Chapter 3: The Freedom Caravan.
Previous Chapter Next ChapterThe Freedom Caravan.
Or,
"The Story of the Magnificent Pony-Smuggler Trixie Lulamoon."
A story by Jed R.
***
December 2026.
Once upon a time, Trixie Lulamoon - known as the Great and Magnificent Trixie - had just been a simple travelling magician, performing shows. It had been, for the most part, a simple life, where she could get all the adulation her (admittedly pretty big) ego could ever want, without doing anything she considered overly strenuous (occasional dealings with a small town named Ponyville and it's inhabitants aside).
That, of course, had been in the good old days, before the portal, the Barrier - and the war.
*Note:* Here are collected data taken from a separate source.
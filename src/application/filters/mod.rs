//! Pre-trade admission gates.
//!
//! Stateless checks evaluated in a fixed order; the first rejection
//! short-circuits and is reported with its typed reason. Thresholds come
//! from configuration; the gates themselves hold no mutable state.

pub mod latency;
pub mod slippage;
pub mod spread;
pub mod trading_window;

use crate::config::EngineConfig;
use crate::domain::admission::Admission;
use crate::domain::types::Signal;
use chrono::{DateTime, Utc};
use tracing::debug;

pub use latency::LatencyGate;
pub use slippage::SlippageGate;
pub use spread::SpreadGate;
pub use trading_window::TradingWindowGate;

/// Everything a gate may look at for one signal.
pub struct GateContext<'a> {
    pub signal: &'a Signal,
    pub now: DateTime<Utc>,
}

pub trait AdmissionGate: Send + Sync {
    /// Name used in logs and rejection accounting.
    fn name(&self) -> &'static str;

    fn evaluate(&self, ctx: &GateContext<'_>) -> Admission;
}

pub struct FilterChain {
    gates: Vec<Box<dyn AdmissionGate>>,
}

impl FilterChain {
    /// The canonical chain: trading window, spread, slippage, latency.
    pub fn from_config(config: &EngineConfig) -> Self {
        Self {
            gates: vec![
                Box::new(TradingWindowGate::new(
                    config.trading_window_start,
                    config.trading_window_end,
                    config.trading_window_utc_offset_minutes,
                )),
                Box::new(SpreadGate::new(config.max_spread_bps)),
                Box::new(SlippageGate::new(config.max_slippage_bps)),
                Box::new(LatencyGate::new(config.max_latency_ms)),
            ],
        }
    }

    #[cfg(test)]
    pub fn with_gates(gates: Vec<Box<dyn AdmissionGate>>) -> Self {
        Self { gates }
    }

    pub fn evaluate(&self, ctx: &GateContext<'_>) -> Admission {
        for gate in &self.gates {
            if let Admission::Reject(reason) = gate.evaluate(ctx) {
                debug!(
                    "FilterChain: {} rejected {}/{}: {}",
                    gate.name(),
                    ctx.signal.va_id,
                    ctx.signal.symbol,
                    reason
                );
                return Admission::Reject(reason);
            }
        }
        Admission::Accept
    }
}

#[cfg(test)]
pub(crate) mod test_support {
    use crate::domain::types::{MarketSnapshot, OrderSide, Signal};
    use chrono::{DateTime, Utc};
    use rust_decimal::Decimal;
    use rust_decimal_macros::dec;

    pub fn snapshot(bid: Decimal, ask: Decimal, as_of: DateTime<Utc>) -> MarketSnapshot {
        MarketSnapshot {
            bid,
            ask,
            last: (bid + ask) / Decimal::TWO,
            as_of,
            source_latency_ms: 0,
        }
    }

    pub fn signal(now: DateTime<Utc>) -> Signal {
        Signal {
            va_id: "VA001".to_string(),
            symbol: "AAPL".to_string(),
            side: OrderSide::Buy,
            desired_qty: dec!(10),
            expected_price: None,
            snapshot: snapshot(dec!(100.00), dec!(100.02), now),
            received_at: now,
        }
    }
}
//! Fuzzmill core library: the fuzzing pipeline stages, the durable session
//! store, and the configuration they share.

mod arggen;
mod config;
mod data;
mod error;
mod manage;
mod monitor;
mod mutate;
mod resultproc;
mod seeds;
mod session;

pub use arggen::*;
pub use config::*;
pub use data::*;
pub use error::*;
pub use manage::*;
pub use monitor::*;
pub use mutate::*;
pub use resultproc::*;
pub use seeds::*;
pub use session::*;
More recent times had proven somewhat more troublesome, for a variety of reasons. For a start, getting a travelling license in Solamina's Empire (and whose idea was it for Celestia to change her name to 'Solamina' anyway? What did it mean?) was a massive pain in the plot. The restrictions on Unicorns travelling were not nearly as great as the massive restrictions laid down on most Pegasi - after all, Unicorns were not, as a sub-species, known for being anti-authoritarian or particularly strong-willed - but all the same, it wasn't easy. Trixie had needed to prove that all the available space in her caravan was entirely used for the purpose of transporting the required props for her shows. She had needed to fill in - in triplicate - forms stating the entire inventory of her caravan to the smallest detail.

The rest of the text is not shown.